Case Presentation: The patient was a 61-year-old female with a medical history of hypertension, type II diabetes mellitus, and uterine carcinosarcoma with peritoneal carcinomatosis, and ascites who initially presented with abdominal pain and shortness of breath. Admission labs were significant for a white cell count of 15.6 and lactic acid of 2.6. Sepsis workup was initiated and she was started on broad-spectrum antibiotics. Abdominal and Pelvic imaging did not reveal any definitive source of infection. Despite adequate fluid resuscitation and broad-spectrum antibiotics, her lactic acid levels remained elevated. Due to her hemodynamic stability and negative blood cultures, antibiotics were discontinued. Liver function tests were normal, suggesting that lactic acidosis was likely secondary to malignancy and the Warburg effect. However, her Riboflavin level was found to be < 5 (normal range: 6.2-39 nmol/L). She was started on daily Riboflavin supplementation, which ultimately resolved her lactic acidosis, and she was discharged home.
Discussion: Lactic acidosis is broadly divided into 2 major types: type A caused by tissue ischemia leading to anaerobic metabolism and excessive lactic acid production, and type B caused by impaired cellular metabolism and lactic acid buildup without tissue hypoperfusion. There are some less common types such as type D caused by intestinal overproduction and type B3 caused by congenital enzymatic deficiencies.Type A lactic acidosis is the most common and dangerous type due to its association with life-threatening conditions such as hypoxemia and shock. Type B lactic acidosis is less common but can indicate serious underlying issues such as hematologic and solid organ malignancies, as well as liver failure. Other causes of type B lactic acidosis include thiamine or riboflavin deficiency, alcoholism, toxic alcohol, and medications such as metformin, linezolid, propofol, and IV epinephrine. Vitamin deficiencies, though often overlooked, can cause lactic acidosis in hospitalized patients, potentially leading to misdiagnosis of sepsis and unnecessary antibiotic use. Our patient had lactic acidosis secondary to Riboflavin deficiency. Riboflavin, a water-soluble vitamin, is essential for the coenzymes flavin mononucleotide and flavin adenine dinucleotide. A deficiency disrupts cellular metabolism and mitochondrial energy production, resulting in impaired pyruvate metabolism and lactic acid accumulation. Severe deficiency can cause systemic mitochondrial dysfunction, manifesting as myopathies and seizures. It is important to note that HAART therapy with nucleoside analogues can lead to Riboflavin deficiency, which in turn can cause lactic acidosis. Treatment with oral or intramuscular supplementation typically resolves symptoms quickly.

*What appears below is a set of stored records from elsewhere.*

//! Geometric value types: points, sizes and regions.
//!
//! All types are immutable plain values with structural equality.
//! Coordinates are logical screen coordinates; conversion to physical
//! pixels happens through [`crate::image::PixelDensity`].

use serde::{Deserialize, Serialize};

use crate::error::{Error, Result};

/// Minimum edge length (in pixels) for a usable search region.
pub const MIN_SEARCH_REGION_EDGE: f64 = 2.0;

/// A point on the screen or within an image.
#[derive(Debug, Clone, Copy, PartialEq, Serialize, Deserialize)]
pub struct Point {
    pub x: f64,
    pub y: f64,
}

impl Point {
    /// Create a new point.
    pub const fn new(x: f64, y: f64) -> Self {
        Self { x, y }
    }
}

impl std::fmt::Display for Point {
    fn fmt(&self, f: &mut std::fmt::Formatter<'_>) -> std::fmt::Result {
        write!(f, "({}, {})", self.x, self.y)
    }
}

/// A width/height pair.
#[derive(Debug, Clone, Copy, PartialEq, Serialize, Deserialize)]
pub struct Size {
    pub width: f64,
    pub height: f64,
}

impl Size {
    /// Create a new size.
    pub const fn new(width: f64, height: f64) -> Self {
        Self { width, height }
    }

    /// Area covered by this size.
    pub fn area(&self) -> f64 {
        self.width * self.height
    }
}

impl std::fmt::Display for Size {
    fn fmt(&self, f: &mut std::fmt::Formatter<'_>) -> std::fmt::Result {
        write!(f, "({}x{})", self.width, self.height)
    }
}

/// An axis-aligned rectangular screen area.
#[derive(Debug, Clone, Copy, PartialEq, Serialize, Deserialize)]
pub struct Region {
    pub left: f64,
    pub top: f64,
    pub width: f64,
    pub height: f64,
}

impl Region {
    /// Create a new region.
    pub const fn new(left: f64, top: f64, width: f64, height: f64) -> Self {
        Self {
            left,
            top,
            width,
            height,
        }
    }

    /// Top-left corner of the region.
    pub fn origin(&self) -> Point {
        Point::new(self.left, self.top)
    }

    /// Size of the region.
    pub fn size(&self) -> Size {
        Size::new(self.width, self.height)
    }

    /// Right edge (exclusive).
    pub fn right(&self) -> f64 {
        self.left + self.width
    }

    /// Bottom edge (exclusive).
    pub fn bottom(&self) -> f64 {
        self.top + self.height
    }

    /// Center point of the region.
    pub fn center(&self) -> Point {
        Point::new(self.left + self.width / 2.0, self.top + self.height / 2.0)
    }

    /// Returns `true` if all components are finite (no NaN or infinity).
    pub fn is_finite(&self) -> bool {
        self.left.is_finite()
            && self.top.is_finite()
            && self.width.is_finite()
            && self.height.is_finite()
    }

    /// Returns `true` if any component is negative.
    pub fn has_negative_component(&self) -> bool {
        self.left < 0.0 || self.top < 0.0 || self.width < 0.0 || self.height < 0.0
    }

    /// Returns `true` if `other` lies entirely within this region.
    pub fn contains_region(&self, other: &Region) -> bool {
        other.left >= self.left
            && other.top >= self.top
            && other.right() <= self.right()
            && other.bottom() <= self.bottom()
    }

    /// Returns `true` if `point` lies within this region.
    pub fn contains_point(&self, point: &Point) -> bool {
        point.x >= self.left && point.x < self.right() && point.y >= self.top && point.y < self.bottom()
    }

    /// This region shifted so that its coordinates become absolute within
    /// `outer`. Width and height are preserved.
    ///
    /// Used to translate finder results (relative to the grabbed search
    /// region) back into absolute screen coordinates.
    pub fn translated_into(&self, outer: &Region) -> Region {
        Region::new(
            outer.left + self.left,
            outer.top + self.top,
            self.width,
            self.height,
        )
    }

    /// Validate this region for use as a search area within `screen`.
    ///
    /// Fails fast with a descriptive reason when the region has NaN or
    /// infinite components, negative components, is smaller than the
    /// minimum matchable size, or extends beyond the screen bounds.
    pub fn validate_as_search_region(&self, screen: &Region) -> Result<()> {
        if !self.is_finite() {
            return Err(Error::InvalidSearchRegion(format!(
                "NaN or non-finite values in search region {}",
                self
            )));
        }
        if self.has_negative_component() {
            return Err(Error::InvalidSearchRegion(format!(
                "Negative values in search region {}",
                self
            )));
        }
        if self.width < MIN_SEARCH_REGION_EDGE || self.height < MIN_SEARCH_REGION_EDGE {
            return Err(Error::InvalidSearchRegion(format!(
                "Search region {} is smaller than the minimum matchable size of {}x{}",
                self, MIN_SEARCH_REGION_EDGE, MIN_SEARCH_REGION_EDGE
            )));
        }
        if !screen.contains_region(self) {
            return Err(Error::InvalidSearchRegion(format!(
                "Search region {} extends beyond screen boundaries {}",
                self, screen
            )));
        }
        Ok(())
    }
}

impl std::fmt::Display for Region {
    // This format appears verbatim in validation error messages.
    fn fmt(&self, f: &mut std::fmt::Formatter<'_>) -> std::fmt::Result {
        write!(
            f,
            "({}, {}, {}, {})",
            self.left, self.top, self.width, self.height
        )
    }
}
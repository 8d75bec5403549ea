//! Per-call search parameter overrides and their resolution.

use tokio_util::sync::CancellationToken;

use crate::config::ScreenConfig;
use crate::geometry::Region;

/// Optional per-call overrides for find operations.
///
/// Unset fields fall back to the facade's [`ScreenConfig`] (or the full
/// screen for the search region) at resolution time.
#[derive(Debug, Clone, Default)]
pub struct FindParams {
    /// Minimum match confidence override
    pub confidence: Option<f64>,
    /// Restrict the search to this region instead of the whole screen
    pub search_region: Option<Region>,
    /// Multi-scale search override
    pub search_multiple_scales: Option<bool>,
    /// Cancellation signal observed by `wait_for`
    pub abort: Option<CancellationToken>,
}

impl FindParams {
    /// Empty parameter set: everything falls back to the config.
    pub fn new() -> Self {
        Self::default()
    }

    /// Override the minimum match confidence.
    pub fn with_confidence(mut self, confidence: f64) -> Self {
        self.confidence = Some(confidence);
        self
    }

    /// Restrict the search to `region`.
    pub fn with_search_region(mut self, region: Region) -> Self {
        self.search_region = Some(region);
        self
    }

    /// Override the multi-scale search flag.
    pub fn with_search_multiple_scales(mut self, enabled: bool) -> Self {
        self.search_multiple_scales = Some(enabled);
        self
    }

    /// Attach a cancellation signal for `wait_for`.
    pub fn with_abort(mut self, token: CancellationToken) -> Self {
        self.abort = Some(token);
        self
    }

    /// Merge these overrides onto `config`, producing the fully resolved
    /// parameter set one search operation consumes.
    ///
    /// `screen` is the reference screen region used when no search region
    /// was given.
    pub fn resolve(&self, config: &ScreenConfig, screen: Region) -> EffectiveParams {
        EffectiveParams {
            confidence: self.confidence.unwrap_or(config.confidence),
            search_region: self.search_region.unwrap_or(screen),
            search_multiple_scales: self.search_multiple_scales.unwrap_or(false),
        }
    }
}

/// A fully resolved parameter set for one search operation.
#[derive(Debug, Clone, Copy, PartialEq)]
pub struct EffectiveParams {
    pub confidence: f64,
    pub search_region: Region,
    pub search_multiple_scales: bool,
}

Conclusions: Vitamin deficiencies, though often overlooked, can cause lactic acidosis in hospitalized patients, potentially leading to misdiagnosis of sepsis and unnecessary antibiotic use. Thiamine and Riboflavin are the two most common vitamin deficiencies associated with type B lactic acidosis. Daily intake of fruits and vegetables rich in Riboflavin is enough to meet the body’s requirements. Deficiency commonly occurs in patients with poor appetite and malnutrition. HAART therapy with nucleoside analogues can lead to Riboflavin deficiency, which in turn can cause lactic acidosis.